**What you should do:**
Word for word, copy out the records given below.

**Data for the task:**
***

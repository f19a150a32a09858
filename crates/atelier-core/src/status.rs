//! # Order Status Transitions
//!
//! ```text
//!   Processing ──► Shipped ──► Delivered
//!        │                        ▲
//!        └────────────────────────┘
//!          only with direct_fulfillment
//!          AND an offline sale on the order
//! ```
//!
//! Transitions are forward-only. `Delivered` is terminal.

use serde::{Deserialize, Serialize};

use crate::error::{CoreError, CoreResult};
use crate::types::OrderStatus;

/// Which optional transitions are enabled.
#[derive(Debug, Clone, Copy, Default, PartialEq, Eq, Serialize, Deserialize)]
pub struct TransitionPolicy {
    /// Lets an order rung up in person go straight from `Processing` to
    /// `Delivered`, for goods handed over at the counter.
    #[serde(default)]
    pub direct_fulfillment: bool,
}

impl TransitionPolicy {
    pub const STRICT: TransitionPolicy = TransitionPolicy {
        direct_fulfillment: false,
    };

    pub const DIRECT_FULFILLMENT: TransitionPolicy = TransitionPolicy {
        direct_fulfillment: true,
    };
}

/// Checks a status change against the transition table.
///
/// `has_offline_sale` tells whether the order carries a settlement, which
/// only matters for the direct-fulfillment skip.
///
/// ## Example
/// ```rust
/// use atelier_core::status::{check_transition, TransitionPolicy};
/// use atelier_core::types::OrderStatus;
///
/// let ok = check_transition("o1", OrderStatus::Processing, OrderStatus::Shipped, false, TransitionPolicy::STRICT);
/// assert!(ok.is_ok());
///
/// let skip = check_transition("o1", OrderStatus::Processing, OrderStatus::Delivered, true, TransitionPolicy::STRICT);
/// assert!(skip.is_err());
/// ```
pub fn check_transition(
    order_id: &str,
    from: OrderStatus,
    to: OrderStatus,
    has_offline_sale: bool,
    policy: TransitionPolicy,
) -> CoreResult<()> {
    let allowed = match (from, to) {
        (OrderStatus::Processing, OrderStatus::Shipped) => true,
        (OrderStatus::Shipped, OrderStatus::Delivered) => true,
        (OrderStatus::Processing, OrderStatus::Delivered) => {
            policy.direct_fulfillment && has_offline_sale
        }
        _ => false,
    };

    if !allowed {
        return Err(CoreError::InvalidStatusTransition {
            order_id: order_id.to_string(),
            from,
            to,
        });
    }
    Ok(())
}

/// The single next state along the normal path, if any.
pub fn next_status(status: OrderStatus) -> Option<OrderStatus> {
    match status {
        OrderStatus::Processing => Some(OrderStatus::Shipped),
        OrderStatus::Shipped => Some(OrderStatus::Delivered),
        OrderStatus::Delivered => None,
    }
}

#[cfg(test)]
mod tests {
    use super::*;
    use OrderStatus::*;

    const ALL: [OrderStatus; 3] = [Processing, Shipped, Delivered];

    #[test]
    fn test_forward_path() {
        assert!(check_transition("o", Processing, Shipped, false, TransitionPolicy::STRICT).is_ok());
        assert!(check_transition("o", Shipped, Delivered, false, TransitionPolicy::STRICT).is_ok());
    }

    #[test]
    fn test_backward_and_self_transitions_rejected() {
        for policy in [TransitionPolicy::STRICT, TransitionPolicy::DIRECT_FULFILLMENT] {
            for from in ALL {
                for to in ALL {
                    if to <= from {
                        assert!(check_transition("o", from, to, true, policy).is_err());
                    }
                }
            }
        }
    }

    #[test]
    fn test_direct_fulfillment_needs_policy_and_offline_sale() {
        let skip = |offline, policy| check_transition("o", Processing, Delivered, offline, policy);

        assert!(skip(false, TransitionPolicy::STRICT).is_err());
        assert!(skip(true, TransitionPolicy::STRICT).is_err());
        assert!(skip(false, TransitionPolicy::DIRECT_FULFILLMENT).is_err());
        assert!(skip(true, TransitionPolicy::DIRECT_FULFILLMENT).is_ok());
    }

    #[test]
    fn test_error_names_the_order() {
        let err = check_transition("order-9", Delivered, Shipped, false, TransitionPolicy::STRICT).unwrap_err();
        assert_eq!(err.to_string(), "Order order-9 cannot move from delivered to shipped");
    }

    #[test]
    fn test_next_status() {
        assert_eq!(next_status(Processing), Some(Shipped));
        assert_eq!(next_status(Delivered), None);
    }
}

***

**Result below:**
repository f19a150a32a09858
filename crates/atelier-core/src/status.rs
//! # Order Status Transitions
//!
//! ```text
//!   Processing ──► Shipped ──► Delivered
//!        │                        ▲
//!        └────────────────────────┘
//!          only with direct_fulfillment
//!          AND an offline sale on the order
//! ```
//!
//! Transitions are forward-only. `Delivered` is terminal.

use serde::{Deserialize, Serialize};

use crate::error::{CoreError, CoreResult};
use crate::types::OrderStatus;

/// Which optional transitions are enabled.
#[derive(Debug, Clone, Copy, Default, PartialEq, Eq, Serialize, Deserialize)]
pub struct TransitionPolicy {
    /// Lets an order rung up in person go straight from `Processing` to
    /// `Delivered`, for goods handed over at the counter.
    #[serde(default)]
    pub direct_fulfillment: bool,
}

impl TransitionPolicy {
    pub const STRICT: TransitionPolicy = TransitionPolicy {
        direct_fulfillment: false,
    };

    pub const DIRECT_FULFILLMENT: TransitionPolicy = TransitionPolicy {
        direct_fulfillment: true,
    };
}

/// Checks a status change against the transition table.
///
/// `has_offline_sale` tells whether the order carries a settlement, which
/// only matters for the direct-fulfillment skip.
///
/// ## Example
/// ```rust
/// use atelier_core::status::{check_transition, TransitionPolicy};
/// use atelier_core::types::OrderStatus;
///
/// let ok = check_transition("o1", OrderStatus::Processing, OrderStatus::Shipped, false, TransitionPolicy::STRICT);
/// assert!(ok.is_ok());
///
/// let skip = check_transition("o1", OrderStatus::Processing, OrderStatus::Delivered, true, TransitionPolicy::STRICT);
/// assert!(skip.is_err());
/// ```
pub fn check_transition(
    order_id: &str,
    from: OrderStatus,
    to: OrderStatus,
    has_offline_sale: bool,
    policy: TransitionPolicy,
) -> CoreResult<()> {
    let allowed = match (from, to) {
        (OrderStatus::Processing, OrderStatus::Shipped) => true,
        (OrderStatus::Shipped, OrderStatus::Delivered) => true,
        (OrderStatus::Processing, OrderStatus::Delivered) => {
            policy.direct_fulfillment && has_offline_sale
        }
        _ => false,
    };

    if !allowed {
        return Err(CoreError::InvalidStatusTransition {
            order_id: order_id.to_string(),
            from,
            to,
        });
    }
    Ok(())
}

/// The single next state along the normal path, if any.
pub fn next_status(status: OrderStatus) -> Option<OrderStatus> {
    match status {
        OrderStatus::Processing => Some(OrderStatus::Shipped),
        OrderStatus::Shipped => Some(OrderStatus::Delivered),
        OrderStatus::Delivered => None,
    }
}

#[cfg(test)]
mod tests {
    use super::*;
    use OrderStatus::*;

    const ALL: [OrderStatus; 3] = [Processing, Shipped, Delivered];

    #[test]
    fn test_forward_path() {
        assert!(check_transition("o", Processing, Shipped, false, TransitionPolicy::STRICT).is_ok());
        assert!(check_transition("o", Shipped, Delivered, false, TransitionPolicy::STRICT).is_ok());
    }

    #[test]
    fn test_backward_and_self_transitions_rejected() {
        for policy in [TransitionPolicy::STRICT, TransitionPolicy::DIRECT_FULFILLMENT] {
            for from in ALL {
                for to in ALL {
                    if to <= from {
                        assert!(check_transition("o", from, to, true, policy).is_err());
                    }
                }
            }
        }
    }

    #[test]
    fn test_direct_fulfillment_needs_policy_and_offline_sale() {
        let skip = |offline, policy| check_transition("o", Processing, Delivered, offline, policy);

        assert!(skip(false, TransitionPolicy::STRICT).is_err());
        assert!(skip(true, TransitionPolicy::STRICT).is_err());
        assert!(skip(false, TransitionPolicy::DIRECT_FULFILLMENT).is_err());
        assert!(skip(true, TransitionPolicy::DIRECT_FULFILLMENT).is_ok());
    }

    #[test]
    fn test_error_names_the_order() {
        let err = check_transition("order-9", Delivered, Shipped, false, TransitionPolicy::STRICT).unwrap_err();
        assert_eq!(err.to_string(), "Order order-9 cannot move from delivered to shipped");
    }

    #[test]
    fn test_next_status() {
        assert_eq!(next_status(Processing), Some(Shipped));
        assert_eq!(next_status(Delivered), None);
    }
}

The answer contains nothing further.